Segment Start: Input

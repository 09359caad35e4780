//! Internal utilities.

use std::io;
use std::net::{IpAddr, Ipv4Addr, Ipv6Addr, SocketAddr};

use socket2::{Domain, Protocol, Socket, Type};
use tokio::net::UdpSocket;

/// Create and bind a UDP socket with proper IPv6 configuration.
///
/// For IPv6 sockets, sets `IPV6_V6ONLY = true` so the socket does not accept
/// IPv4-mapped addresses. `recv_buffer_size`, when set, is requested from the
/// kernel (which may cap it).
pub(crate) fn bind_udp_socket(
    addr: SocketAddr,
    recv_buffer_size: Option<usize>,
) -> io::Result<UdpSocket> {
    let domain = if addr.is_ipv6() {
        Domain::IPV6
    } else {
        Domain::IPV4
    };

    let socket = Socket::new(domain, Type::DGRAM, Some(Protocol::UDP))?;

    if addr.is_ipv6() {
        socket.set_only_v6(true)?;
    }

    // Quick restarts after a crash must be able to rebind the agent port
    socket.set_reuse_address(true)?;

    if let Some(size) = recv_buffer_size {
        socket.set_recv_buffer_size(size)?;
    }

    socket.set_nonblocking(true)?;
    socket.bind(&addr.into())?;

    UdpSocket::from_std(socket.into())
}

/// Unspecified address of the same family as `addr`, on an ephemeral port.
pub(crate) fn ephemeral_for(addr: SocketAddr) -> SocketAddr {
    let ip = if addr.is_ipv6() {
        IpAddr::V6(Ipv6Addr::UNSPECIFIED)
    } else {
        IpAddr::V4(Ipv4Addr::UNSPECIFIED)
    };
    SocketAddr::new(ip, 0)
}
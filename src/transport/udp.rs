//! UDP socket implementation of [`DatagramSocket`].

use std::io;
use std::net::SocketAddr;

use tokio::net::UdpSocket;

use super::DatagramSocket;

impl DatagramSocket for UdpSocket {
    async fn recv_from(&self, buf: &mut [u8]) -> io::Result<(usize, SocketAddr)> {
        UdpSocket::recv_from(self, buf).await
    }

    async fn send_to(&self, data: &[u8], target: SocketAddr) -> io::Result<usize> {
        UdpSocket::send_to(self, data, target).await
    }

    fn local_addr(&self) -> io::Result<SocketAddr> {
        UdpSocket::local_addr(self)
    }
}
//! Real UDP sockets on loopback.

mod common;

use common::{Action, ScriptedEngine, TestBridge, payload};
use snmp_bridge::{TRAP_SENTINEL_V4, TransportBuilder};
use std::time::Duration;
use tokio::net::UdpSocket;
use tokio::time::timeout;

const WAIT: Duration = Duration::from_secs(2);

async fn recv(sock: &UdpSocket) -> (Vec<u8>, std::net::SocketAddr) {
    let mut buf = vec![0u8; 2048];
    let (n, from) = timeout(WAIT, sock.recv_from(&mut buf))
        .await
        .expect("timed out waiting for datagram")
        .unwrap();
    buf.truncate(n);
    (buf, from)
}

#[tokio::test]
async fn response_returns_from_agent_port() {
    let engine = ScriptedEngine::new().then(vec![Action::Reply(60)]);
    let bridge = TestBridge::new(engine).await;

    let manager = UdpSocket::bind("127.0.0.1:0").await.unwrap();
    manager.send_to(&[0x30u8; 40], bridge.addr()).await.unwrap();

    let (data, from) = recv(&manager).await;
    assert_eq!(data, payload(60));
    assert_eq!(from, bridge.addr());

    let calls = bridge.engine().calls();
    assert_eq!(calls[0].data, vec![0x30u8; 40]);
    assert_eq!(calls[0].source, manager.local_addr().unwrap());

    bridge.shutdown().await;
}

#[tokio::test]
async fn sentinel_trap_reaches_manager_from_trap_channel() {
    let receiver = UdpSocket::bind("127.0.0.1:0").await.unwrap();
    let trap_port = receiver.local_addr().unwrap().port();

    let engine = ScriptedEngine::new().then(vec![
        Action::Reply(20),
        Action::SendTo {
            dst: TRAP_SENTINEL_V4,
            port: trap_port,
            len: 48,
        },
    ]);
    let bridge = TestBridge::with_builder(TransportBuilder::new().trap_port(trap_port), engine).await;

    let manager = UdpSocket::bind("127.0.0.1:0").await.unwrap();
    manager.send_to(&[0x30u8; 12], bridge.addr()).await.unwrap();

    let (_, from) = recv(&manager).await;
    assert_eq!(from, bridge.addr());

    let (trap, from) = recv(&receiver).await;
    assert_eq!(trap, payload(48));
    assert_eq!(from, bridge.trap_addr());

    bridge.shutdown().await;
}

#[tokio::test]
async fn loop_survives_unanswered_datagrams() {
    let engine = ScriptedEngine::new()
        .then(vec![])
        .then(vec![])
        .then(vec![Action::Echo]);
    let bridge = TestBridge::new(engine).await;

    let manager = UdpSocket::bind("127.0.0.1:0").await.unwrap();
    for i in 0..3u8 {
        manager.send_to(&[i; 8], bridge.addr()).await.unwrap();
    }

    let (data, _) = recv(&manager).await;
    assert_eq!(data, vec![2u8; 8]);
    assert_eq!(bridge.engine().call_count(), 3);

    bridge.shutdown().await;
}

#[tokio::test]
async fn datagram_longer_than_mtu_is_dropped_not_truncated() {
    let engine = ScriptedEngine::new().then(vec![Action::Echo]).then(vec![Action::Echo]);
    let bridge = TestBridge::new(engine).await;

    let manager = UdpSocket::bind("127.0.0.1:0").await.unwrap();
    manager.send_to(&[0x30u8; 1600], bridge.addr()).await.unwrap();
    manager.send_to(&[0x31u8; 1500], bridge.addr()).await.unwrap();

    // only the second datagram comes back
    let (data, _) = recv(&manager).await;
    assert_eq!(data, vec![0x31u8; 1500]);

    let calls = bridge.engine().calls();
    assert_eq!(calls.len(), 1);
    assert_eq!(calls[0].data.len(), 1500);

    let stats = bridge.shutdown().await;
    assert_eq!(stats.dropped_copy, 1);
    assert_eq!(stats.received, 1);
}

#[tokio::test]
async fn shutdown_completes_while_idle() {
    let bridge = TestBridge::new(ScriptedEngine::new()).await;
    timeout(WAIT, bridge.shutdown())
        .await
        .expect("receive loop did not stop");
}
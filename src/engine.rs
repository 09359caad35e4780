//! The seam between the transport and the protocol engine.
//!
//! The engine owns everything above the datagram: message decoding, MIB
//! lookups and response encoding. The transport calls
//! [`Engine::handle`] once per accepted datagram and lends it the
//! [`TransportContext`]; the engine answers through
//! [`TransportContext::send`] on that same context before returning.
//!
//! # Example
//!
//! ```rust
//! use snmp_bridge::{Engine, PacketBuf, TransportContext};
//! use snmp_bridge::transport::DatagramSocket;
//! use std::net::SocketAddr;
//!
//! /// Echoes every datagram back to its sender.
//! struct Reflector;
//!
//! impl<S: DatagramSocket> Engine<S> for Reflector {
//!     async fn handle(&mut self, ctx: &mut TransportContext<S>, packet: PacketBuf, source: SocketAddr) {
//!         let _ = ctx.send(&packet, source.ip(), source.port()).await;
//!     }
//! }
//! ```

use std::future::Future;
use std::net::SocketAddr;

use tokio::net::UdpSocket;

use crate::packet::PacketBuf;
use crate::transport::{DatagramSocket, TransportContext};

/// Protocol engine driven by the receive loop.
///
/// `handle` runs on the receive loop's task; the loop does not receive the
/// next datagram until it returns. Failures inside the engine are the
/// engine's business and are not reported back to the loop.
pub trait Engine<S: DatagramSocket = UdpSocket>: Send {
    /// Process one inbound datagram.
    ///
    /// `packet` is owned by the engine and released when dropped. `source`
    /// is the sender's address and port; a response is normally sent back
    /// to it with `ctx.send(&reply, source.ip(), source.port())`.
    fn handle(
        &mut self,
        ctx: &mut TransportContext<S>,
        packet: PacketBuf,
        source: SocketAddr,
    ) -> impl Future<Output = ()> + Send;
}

Segment End: Input

> Your goal:
Without changing a word, print all of the entries above.

> Answer for the task:
repository 09359caad35e4780
//! Internal utilities.

use std::io;
use std::net::{IpAddr, Ipv4Addr, Ipv6Addr, SocketAddr};

use socket2::{Domain, Protocol, Socket, Type};
use tokio::net::UdpSocket;

/// Create and bind a UDP socket with proper IPv6 configuration.
///
/// For IPv6 sockets, sets `IPV6_V6ONLY = true` so the socket does not accept
/// IPv4-mapped addresses. `recv_buffer_size`, when set, is requested from the
/// kernel (which may cap it).
pub(crate) fn bind_udp_socket(
    addr: SocketAddr,
    recv_buffer_size: Option<usize>,
) -> io::Result<UdpSocket> {
    let domain = if addr.is_ipv6() {
        Domain::IPV6
    } else {
        Domain::IPV4
    };

    let socket = Socket::new(domain, Type::DGRAM, Some(Protocol::UDP))?;

    if addr.is_ipv6() {
        socket.set_only_v6(true)?;
    }

    // Quick restarts after a crash must be able to rebind the agent port
    socket.set_reuse_address(true)?;

    if let Some(size) = recv_buffer_size {
        socket.set_recv_buffer_size(size)?;
    }

    socket.set_nonblocking(true)?;
    socket.bind(&addr.into())?;

    UdpSocket::from_std(socket.into())
}

/// Unspecified address of the same family as `addr`, on an ephemeral port.
pub(crate) fn ephemeral_for(addr: SocketAddr) -> SocketAddr {
    let ip = if addr.is_ipv6() {
        IpAddr::V6(Ipv6Addr::UNSPECIFIED)
    } else {
        IpAddr::V4(Ipv4Addr::UNSPECIFIED)
    };
    SocketAddr::new(ip, 0)
}
filename src/transport/udp.rs
//! UDP socket implementation of [`DatagramSocket`].

use std::io;
use std::net::SocketAddr;

use tokio::net::UdpSocket;

use super::DatagramSocket;

impl DatagramSocket for UdpSocket {
    async fn recv_from(&self, buf: &mut [u8]) -> io::Result<(usize, SocketAddr)> {
        UdpSocket::recv_from(self, buf).await
    }

    async fn send_to(&self, data: &[u8], target: SocketAddr) -> io::Result<usize> {
        UdpSocket::send_to(self, data, target).await
    }

    fn local_addr(&self) -> io::Result<SocketAddr> {
        UdpSocket::local_addr(self)
    }
}
//! Real UDP sockets on loopback.

mod common;

use common::{Action, ScriptedEngine, TestBridge, payload};
use snmp_bridge::{TRAP_SENTINEL_V4, TransportBuilder};
use std::time::Duration;
use tokio::net::UdpSocket;
use tokio::time::timeout;

const WAIT: Duration = Duration::from_secs(2);

async fn recv(sock: &UdpSocket) -> (Vec<u8>, std::net::SocketAddr) {
    let mut buf = vec![0u8; 2048];
    let (n, from) = timeout(WAIT, sock.recv_from(&mut buf))
        .await
        .expect("timed out waiting for datagram")
        .unwrap();
    buf.truncate(n);
    (buf, from)
}

#[tokio::test]
async fn response_returns_from_agent_port() {
    let engine = ScriptedEngine::new().then(vec![Action::Reply(60)]);
    let bridge = TestBridge::new(engine).await;

    let manager = UdpSocket::bind("127.0.0.1:0").await.unwrap();
    manager.send_to(&[0x30u8; 40], bridge.addr()).await.unwrap();

    let (data, from) = recv(&manager).await;
    assert_eq!(data, payload(60));
    assert_eq!(from, bridge.addr());

    let calls = bridge.engine().calls();
    assert_eq!(calls[0].data, vec![0x30u8; 40]);
    assert_eq!(calls[0].source, manager.local_addr().unwrap());

    bridge.shutdown().await;
}

#[tokio::test]
async fn sentinel_trap_reaches_manager_from_trap_channel() {
    let receiver = UdpSocket::bind("127.0.0.1:0").await.unwrap();
    let trap_port = receiver.local_addr().unwrap().port();

    let engine = ScriptedEngine::new().then(vec![
        Action::Reply(20),
        Action::SendTo {
            dst: TRAP_SENTINEL_V4,
            port: trap_port,
            len: 48,
        },
    ]);
    let bridge = TestBridge::with_builder(TransportBuilder::new().trap_port(trap_port), engine).await;

    let manager = UdpSocket::bind("127.0.0.1:0").await.unwrap();
    manager.send_to(&[0x30u8; 12], bridge.addr()).await.unwrap();

    let (_, from) = recv(&manager).await;
    assert_eq!(from, bridge.addr());

    let (trap, from) = recv(&receiver).await;
    assert_eq!(trap, payload(48));
    assert_eq!(from, bridge.trap_addr());

    bridge.shutdown().await;
}

#[tokio::test]
async fn loop_survives_unanswered_datagrams() {
    let engine = ScriptedEngine::new()
        .then(vec![])
        .then(vec![])
        .then(vec![Action::Echo]);
    let bridge = TestBridge::new(engine).await;

    let manager = UdpSocket::bind("127.0.0.1:0").await.unwrap();
    for i in 0..3u8 {
        manager.send_to(&[i; 8], bridge.addr()).await.unwrap();
    }

    let (data, _) = recv(&manager).await;
    assert_eq!(data, vec![2u8; 8]);
    assert_eq!(bridge.engine().call_count(), 3);

    bridge.shutdown().await;
}

#[tokio::test]
async fn datagram_longer_than_mtu_is_dropped_not_truncated() {
    let engine = ScriptedEngine::new().then(vec![Action::Echo]).then(vec![Action::Echo]);
    let bridge = TestBridge::new(engine).await;

    let manager = UdpSocket::bind("127.0.0.1:0").await.unwrap();
    manager.send_to(&[0x30u8; 1600], bridge.addr()).await.unwrap();
    manager.send_to(&[0x31u8; 1500], bridge.addr()).await.unwrap();

    // only the second datagram comes back
    let (data, _) = recv(&manager).await;
    assert_eq!(data, vec![0x31u8; 1500]);

    let calls = bridge.engine().calls();
    assert_eq!(calls.len(), 1);
    assert_eq!(calls[0].data.len(), 1500);

    let stats = bridge.shutdown().await;
    assert_eq!(stats.dropped_copy, 1);
    assert_eq!(stats.received, 1);
}

#[tokio::test]
async fn shutdown_completes_while_idle() {
    let bridge = TestBridge::new(ScriptedEngine::new()).await;
    timeout(WAIT, bridge.shutdown())
        .await
        .expect("receive loop did not stop");
}
filename src/engine.rs
repository 09359caad35e4780
//! The seam between the transport and the protocol engine.
//!
//! The engine owns everything above the datagram: message decoding, MIB
//! lookups and response encoding. The transport calls
//! [`Engine::handle`] once per accepted datagram and lends it the
//! [`TransportContext`]; the engine answers through
//! [`TransportContext::send`] on that same context before returning.
//!
//! # Example
//!
//! ```rust
//! use snmp_bridge::{Engine, PacketBuf, TransportContext};
//! use snmp_bridge::transport::DatagramSocket;
//! use std::net::SocketAddr;
//!
//! /// Echoes every datagram back to its sender.
//! struct Reflector;
//!
//! impl<S: DatagramSocket> Engine<S> for Reflector {
//!     async fn handle(&mut self, ctx: &mut TransportContext<S>, packet: PacketBuf, source: SocketAddr) {
//!         let _ = ctx.send(&packet, source.ip(), source.port()).await;
//!     }
//! }
//! ```

use std::future::Future;
use std::net::SocketAddr;

use tokio::net::UdpSocket;

use crate::packet::PacketBuf;
use crate::transport::{DatagramSocket, TransportContext};

/// Protocol engine driven by the receive loop.
///
/// `handle` runs on the receive loop's task; the loop does not receive the
/// next datagram until it returns. Failures inside the engine are the
/// engine's business and are not reported back to the loop.
pub trait Engine<S: DatagramSocket = UdpSocket>: Send {
    /// Process one inbound datagram.
    ///
    /// `packet` is owned by the engine and released when dropped. `source`
    /// is the sender's address and port; a response is normally sent back
    /// to it with `ctx.send(&reply, source.ip(), source.port())`.
    fn handle(
        &mut self,
        ctx: &mut TransportContext<S>,
        packet: PacketBuf,
        source: SocketAddr,
    ) -> impl Future<Output = ()> + Send;
}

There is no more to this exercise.